A systematic bioinformatics analysis of small proteins in plants

Small proteins (SPs, <=100 amino acids in length) are prevalent in all prokaryotes and eukaryotes. They are known to perform varieties of relevant functions and participate in regulation of various biological processes. Although integrated studies of SPs in prokaryotes and animals have been carried out, the systematic investigation on plant SPs still remains an unwritten story. This is mainly because of the lack of sequenced whole genomes in plant, which is improving by the sequence data explosion triggered by next generation sequencing. In this study, we extract 37,003 SPs from 13 whole genome sequenced plants, including 3 green algae, 1 bryophyte, 3 monocots and 6 dicots. We mainly analysed the compositional features, conservative relations, enriched functions in different conserved groups, and the functional domain and evolution characteristics of plant SPs.

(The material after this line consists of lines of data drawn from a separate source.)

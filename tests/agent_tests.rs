
use std::sync::Arc;
use std::time::Duration;

use nix::sys::signal::Signal;
use tokio_util::sync::CancellationToken;

use grid_lite::bus::topic::node_topic;
use grid_lite::bus::GridMessage;
use grid_lite::config::{DispatcherConfig, GridConfig, NodeAgentConfig};
use grid_lite::db::MemoryJobDatabase;
use grid_lite::error::GridError;
use grid_lite::scheduler::job::JobInfo;
use grid_lite::scheduler::{JobId, JobStatus, JobSubmission, TaskItem, TaskStatus};
use grid_lite::worker::NodeAgent;
use grid_lite::GridContext;
use test_harness::{alice, assert_eventually, RecordingKiller};

const WAIT: Duration = Duration::from_secs(10);

fn start_grid() -> (GridContext, Arc<MemoryJobDatabase>) {
    let db = Arc::new(MemoryJobDatabase::new());
    let config = GridConfig {
        dispatcher: DispatcherConfig::default().with_kill_polling(100, 50),
        ..Default::default()
    };
    let grid = GridContext::start(config, db.clone(), None, CancellationToken::new()).unwrap();
    (grid, db)
}

async fn wait_registered(grid: &GridContext, agent: &NodeAgent) -> String {
    let dispatcher = &grid.dispatcher;
    assert_eventually(
        || async move {
            match agent.node_id().await {
                Some(id) => dispatcher.nodes().await.iter().any(|n| n.id == id),
                None => false,
            }
        },
        WAIT,
        "node agent never registered",
    )
    .await;
    agent.node_id().await.unwrap()
}

async fn wait_job_done(grid: &GridContext, job_id: JobId) -> JobInfo {
    let dispatcher = &grid.dispatcher;
    assert_eventually(
        || async move {
            dispatcher
                .get_job_info(job_id)
                .await
                .map(|j| j.status.is_terminal())
                .unwrap_or(false)
        },
        WAIT,
        "job never finished",
    )
    .await;
    dispatcher.get_job_info(job_id).await.unwrap()
}

async fn wait_task_running(grid: &GridContext, job_id: JobId) {
    let dispatcher = &grid.dispatcher;
    assert_eventually(
        || async move {
            dispatcher
                .get_job_result(job_id)
                .await
                .map(|tasks| tasks[0].status == TaskStatus::Running)
                .unwrap_or(false)
        },
        WAIT,
        "task never started",
    )
    .await;
}

#[tokio::test]
async fn test_agent_runs_task_to_completion() {
    let (mut grid, db) = start_grid();
    let agent = grid.spawn_node(NodeAgentConfig::new(2, "worker-1"));
    let node_id = wait_registered(&grid, &agent).await;

    let node = grid.dispatcher.nodes().await.remove(0);
    assert_eq!(node.name, "worker-1");
    assert_eq!(node.num_cpus, 2);

    let job_id = grid
        .dispatcher
        .submit_job(
            &alice(),
            JobSubmission::from_commands(["echo \"hi from $GRID_NODE_NAME\"", "exit 2"]),
            None,
        )
        .await
        .unwrap();

    let info = wait_job_done(&grid, job_id).await;
    assert_eq!(info.status, JobStatus::Finished);
    assert!(!info.success);

    let results = grid.dispatcher.get_job_result(job_id).await.unwrap();
    assert_eq!(results[0].status, TaskStatus::Complete);
    assert!(results[0].pid.is_some());
    assert_eq!(results[1].status, TaskStatus::Failed);
    assert_eq!(results[1].ret_code, Some(2));

    let record = db.task_record(&job_id, 0).unwrap();
    assert_eq!(record.node_id.as_deref(), Some(node_id.as_str()));
    assert_eq!(record.pid, results[0].pid);
    let exec = record.result.unwrap();
    assert_eq!(exec.stdout, Some("hi from worker-1\n".to_string()));

    assert_eq!(grid.dispatcher.nodes().await[0].cpus_used, 0);
    grid.shutdown().await;
}

#[tokio::test]
async fn test_agent_feeds_task_stdin() {
    let (mut grid, db) = start_grid();
    let agent = grid.spawn_node(NodeAgentConfig::new(1, "worker-1"));
    wait_registered(&grid, &agent).await;

    let submission = JobSubmission::new(vec![TaskItem::new("wc -c").with_stdin("12345")]);
    let job_id = grid
        .dispatcher
        .submit_job(&alice(), submission, None)
        .await
        .unwrap();

    let info = wait_job_done(&grid, job_id).await;
    assert!(info.success);
    let exec = db.task_record(&job_id, 0).unwrap().result.unwrap();
    assert_eq!(exec.stdout.as_deref().map(str::trim), Some("5"));

    grid.shutdown().await;
}

#[tokio::test]
async fn test_unregistered_job_never_reaches_node() {
    let (mut grid, db) = start_grid();
    let agent = grid.spawn_node(NodeAgentConfig::new(1, "worker-1"));
    wait_registered(&grid, &agent).await;

    db.set_fail_writes(true);
    let err = grid
        .dispatcher
        .submit_job(&alice(), JobSubmission::from_commands(["true"]), None)
        .await
        .unwrap_err();
    assert!(matches!(err, GridError::Db(_)));
    assert!(grid.dispatcher.list_jobs().await.is_empty());

    db.set_fail_writes(false);
    let job_id = grid
        .dispatcher
        .submit_job(&alice(), JobSubmission::from_commands(["true"]), None)
        .await
        .unwrap();
    let info = wait_job_done(&grid, job_id).await;
    assert!(info.success);

    grid.shutdown().await;
}

#[tokio::test]
async fn test_task_runs_when_database_writes_fail_after_submit() {
    let (mut grid, db) = start_grid();
    let agent = grid.spawn_node(NodeAgentConfig::new(1, "worker-1"));
    wait_registered(&grid, &agent).await;

    // Fail once the job is registered but before the node runs it
    grid.dispatcher.set_dispatching_enabled(false).await;
    let job_id = grid
        .dispatcher
        .submit_job(&alice(), JobSubmission::from_commands(["echo done"]), None)
        .await
        .unwrap();
    db.set_fail_writes(true);
    grid.dispatcher.set_dispatching_enabled(true).await;

    let info = wait_job_done(&grid, job_id).await;
    assert_eq!(info.status, JobStatus::Finished);
    assert!(info.success);
    assert!(db.task_record(&job_id, 0).unwrap().result.is_none());

    grid.shutdown().await;
}

#[tokio::test]
async fn test_agent_hands_kill_requests_to_killer() {
    let (mut grid, _db) = start_grid();
    let killer = Arc::new(RecordingKiller::default());
    let agent = grid.spawn_node_with_killer(NodeAgentConfig::new(1, "worker-1"), killer.clone());
    let node_id = wait_registered(&grid, &agent).await;

    let conn = grid.bus.connect();
    conn.send(
        &node_topic(&node_id),
        GridMessage::KillProcessesTree(vec![1234, 5678]),
    )
    .unwrap();

    let k = &killer;
    assert_eventually(
        || async move { k.calls().len() == 2 },
        WAIT,
        "kill requests never reached the killer",
    )
    .await;
    assert_eq!(
        killer.calls(),
        vec![(1234, Signal::SIGKILL), (5678, Signal::SIGKILL)]
    );

    grid.shutdown().await;
}

#[tokio::test]
async fn test_kill_job_terminates_real_process_tree() {
    let (mut grid, _db) = start_grid();
    let agent = grid.spawn_node(NodeAgentConfig::new(2, "worker-1"));
    wait_registered(&grid, &agent).await;

    // The shell forks a child, so the kill must reach the whole tree
    let job_id = grid
        .dispatcher
        .submit_job(
            &alice(),
            JobSubmission::from_commands(["sleep 30; echo unreachable"]),
            None,
        )
        .await
        .unwrap();
    wait_task_running(&grid, job_id).await;

    tokio::time::timeout(WAIT, grid.dispatcher.kill_job(&alice(), job_id))
        .await
        .expect("kill did not return")
        .unwrap();

    let info = grid.dispatcher.get_job_info(job_id).await.unwrap();
    assert_eq!(info.status, JobStatus::Aborted);
    let task = grid.dispatcher.get_job_result(job_id).await.unwrap().remove(0);
    assert_eq!(task.status, TaskStatus::Killed);

    grid.shutdown().await;
}

#[tokio::test]
async fn test_agent_reregisters_after_connection_loss() {
    let (mut grid, _db) = start_grid();
    let agent = grid.spawn_node(NodeAgentConfig::new(2, "worker-1").with_reconnect_interval(50));
    let first_id = wait_registered(&grid, &agent).await;

    assert!(grid.bus.drop_connection(&first_id));

    let dispatcher = &grid.dispatcher;
    let agent_ref = &agent;
    let old = first_id.clone();
    assert_eventually(
        || {
            let old = old.clone();
            async move {
                let Some(id) = agent_ref.node_id().await else {
                    return false;
                };
                let nodes = dispatcher.nodes().await;
                id != old && nodes.len() == 1 && nodes[0].id == id
            }
        },
        WAIT,
        "node agent never re-registered under a new id",
    )
    .await;

    grid.shutdown().await;
}

#[tokio::test]
async fn test_agent_stops_on_shutdown() {
    let (mut grid, _db) = start_grid();
    let agent = grid.spawn_node(NodeAgentConfig::new(1, "worker-1"));
    let node_id = wait_registered(&grid, &agent).await;
    let bus = grid.bus.clone();

    tokio::time::timeout(WAIT, grid.shutdown())
        .await
        .expect("grid did not stop");
    assert!(!bus.is_connected(&node_id));
}

#[tokio::test]
async fn test_dispatcher_sweeps_finished_jobs() {
    let db = Arc::new(MemoryJobDatabase::new());
    let config = GridConfig {
        dispatcher: DispatcherConfig::default().with_finished_job_retention(Some(200)),
        ..Default::default()
    };
    let mut grid = GridContext::start(config, db, None, CancellationToken::new()).unwrap();
    let agent = grid.spawn_node(NodeAgentConfig::new(1, "worker-1"));
    wait_registered(&grid, &agent).await;

    let job_id = grid
        .dispatcher
        .submit_job(&alice(), JobSubmission::from_commands(["true"]), None)
        .await
        .unwrap();
    wait_job_done(&grid, job_id).await;

    let dispatcher = &grid.dispatcher;
    assert_eventually(
        || async move { dispatcher.list_jobs().await.is_empty() },
        WAIT,
        "finished job never left the dispatcher",
    )
    .await;
    let info = grid.dispatcher.get_job_info(job_id).await.unwrap();
    assert_eq!(info.status, JobStatus::Finished);
    assert!(info.success);

    grid.shutdown().await;
}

We observed that the majority of SPs (64.20%) are species specific and 89.31% of these species-specific SPs do not match with any gene ontology (GO) functional annotation. It seems that organisms are likely to enrich SPs to exert specialized functions. By grouping SPs on the basis of sequence conservation within lineages, we noticed that SPs perform lineage-specific functions and many corresponding biological functions emerge with the evolution of SPs. The domains probably evolve independently in SPs while change to other cooperation patterns in the long course of evolution. In addition, gene duplication could be the primary force in the evolution of some plant SPs, for example, small nuclear ribonucleoproteins.